--- Supplied records ---
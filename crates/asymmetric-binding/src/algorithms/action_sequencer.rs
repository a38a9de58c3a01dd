//! Action Sequencer
//!
//! Accumulates cryptographic actions in a staging sequence while the planner
//! runs, then produces the immutable [`ActionList`] in one final pass.
//!
//! Ordering rules:
//! - a signature is inserted immediately before the first Kerberos action,
//!   otherwise appended
//! - custom-token actions may be staged any number of times; finalization
//!   removes them all and appends exactly one at the end

use crate::domain::entities::{ActionList, CryptoAction};
use crate::domain::value_objects::KeyDerivation;

/// Per-message staging sequence. Never shared between plans.
#[derive(Debug, Default)]
pub struct ActionSequencer {
    staged: Vec<CryptoAction>,
    /// Position of the signature queued by `insert_signature`, kept in step
    /// with every insert and removal.
    primary_signature: Option<usize>,
}

impl ActionSequencer {
    pub fn new() -> Self {
        Self::default()
    }

    /// Queue the primary signature ahead of any Kerberos action.
    pub fn insert_signature(&mut self, kind: KeyDerivation) -> CryptoAction {
        let action = CryptoAction::signature(kind);
        let index = self.insert_before_kerberos(action);
        self.primary_signature = Some(index);
        action
    }

    pub fn add_encrypt(&mut self, kind: KeyDerivation) -> CryptoAction {
        let action = CryptoAction::encrypt(kind);
        self.staged.push(action);
        action
    }

    /// Append `action`. Signatures still honour the Kerberos rule.
    pub fn add(&mut self, action: CryptoAction) {
        if action.is_signature() {
            self.insert_before_kerberos(action);
        } else {
            self.staged.push(action);
        }
    }

    fn insert_before_kerberos(&mut self, action: CryptoAction) -> usize {
        let index = self
            .staged
            .iter()
            .position(|a| *a == CryptoAction::Kerberos)
            .unwrap_or(self.staged.len());
        self.insert_at(index, action);
        index
    }

    fn insert_at(&mut self, index: usize, action: CryptoAction) {
        if let Some(primary) = self.primary_signature.as_mut() {
            if index <= *primary {
                *primary += 1;
            }
        }
        self.staged.insert(index, action);
    }

    fn remove_at(&mut self, index: usize) -> CryptoAction {
        self.primary_signature = match self.primary_signature {
            Some(primary) if primary == index => None,
            Some(primary) if primary > index => Some(primary - 1),
            other => other,
        };
        self.staged.remove(index)
    }

    pub fn contains(&self, action: CryptoAction) -> bool {
        self.staged.contains(&action)
    }

    pub fn staged(&self) -> &[CryptoAction] {
        &self.staged
    }

    /// Remove the primary signature, returning the index it held.
    pub fn remove_primary_signature(&mut self) -> Option<usize> {
        let index = self.primary_signature?;
        self.remove_at(index);
        Some(index)
    }

    /// Move the first staged `action` to `index` of the sequence without it
    /// (clamped to the end).
    pub fn move_to(&mut self, action: CryptoAction, index: usize) -> bool {
        let Some(current) = self.staged.iter().position(|a| *a == action) else {
            return false;
        };
        let moved = self.remove_at(current);
        self.insert_at(index.min(self.staged.len()), moved);
        true
    }

    /// Move the first staged `action` directly after the last action that
    /// matches `anchor`. Returns `false` (sequence unchanged) when either is
    /// missing.
    pub fn move_after_last<F>(&mut self, action: CryptoAction, anchor: F) -> bool
    where
        F: Fn(CryptoAction) -> bool,
    {
        let Some(current) = self.staged.iter().position(|a| *a == action) else {
            return false;
        };
        let moved = self.remove_at(current);
        match self.staged.iter().rposition(|a| anchor(*a)) {
            Some(anchor_index) => {
                self.insert_at(anchor_index + 1, moved);
                true
            }
            None => {
                self.insert_at(current, moved);
                false
            }
        }
    }

    /// Replace the primary signature with the staged `action`, which is
    /// reinserted at the index the signature held. Returns `false` when
    /// either is missing.
    pub fn fold_primary_signature_into(&mut self, action: CryptoAction) -> bool {
        if !self.contains(action) {
            return false;
        }
        match self.remove_primary_signature() {
            Some(index) => self.move_to(action, index),
            None => false,
        }
    }

    /// Single reordering pass: every staged custom token is removed and one
    /// is appended at the end if any was staged.
    pub fn finalize_custom_token_ordering(self) -> ActionList {
        let mut custom_token = false;
        let mut actions: Vec<CryptoAction> = self
            .staged
            .into_iter()
            .filter(|a| {
                let is_custom = *a == CryptoAction::CustomToken;
                custom_token |= is_custom;
                !is_custom
            })
            .collect();

        if custom_token {
            actions.push(CryptoAction::CustomToken);
        }

        ActionList::from_staged(actions)
    }
}
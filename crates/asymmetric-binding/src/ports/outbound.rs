//! Outbound Ports (Driven Ports / SPI)
//!
//! Collaborators the planner consults while building a plan, plus the
//! crypto engine that consumes it.

use crate::domain::entities::{
    Credential, ProtectionPlan, SecuredEnvelope, SecurityToken, SupportingToken,
};
use crate::domain::errors::{
    CryptoEngineError, IssuedTokenError, SupportingTokenError, TokenStoreError,
};
use shared_policy::{IssuedToken, QName, Role};

/// Records which policy assertions the plan satisfies.
///
/// Assertions are reported for later policy verification; the planner never
/// reads them back.
pub trait AssertionSink: Send + Sync {
    fn assert(&self, name: &QName);

    fn not_asserted(&self, name: &QName, reason: &str);
}

/// Runtime token persistence shared across messages.
///
/// At most one writer per identifier: the first store wins and later stores
/// for the same id report `Ok(false)`.
pub trait TokenStore: Send + Sync {
    fn store(&self, id: &str, token: SecurityToken) -> Result<bool, TokenStoreError>;

    fn lookup(&self, id: &str) -> Option<SecurityToken>;
}

/// Token issuance subsystem.
pub trait IssuedTokenSource: Send + Sync {
    /// Runtime token satisfying `policy`, or `None` if none was obtained.
    fn security_token(&self, policy: &IssuedToken)
        -> Result<Option<SecurityToken>, IssuedTokenError>;
}

/// Supporting-token layer (signed, endorsing and encrypted supporting tokens).
pub trait SupportingTokenProvider: Send + Sync {
    fn supporting_tokens(&self, role: Role) -> Result<Vec<SupportingToken>, SupportingTokenError>;
}

/// Ambient credential lookup (keystores, callback handlers).
pub trait CredentialResolver: Send + Sync {
    fn resolve(&self, id: &str) -> Option<Credential>;
}

/// Executes a finished plan: signing, encryption, canonicalization.
pub trait CryptoEngine: Send + Sync {
    fn execute(
        &self,
        plan: &ProtectionPlan,
        credentials: &dyn CredentialResolver,
    ) -> Result<SecuredEnvelope, CryptoEngineError>;
}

--- Requirement ---
Return the lines above that include the string "while".

--- Answer for the task ---
//! Accumulates cryptographic actions in a staging sequence while the planner
//! Collaborators the planner consults while building a plan, plus the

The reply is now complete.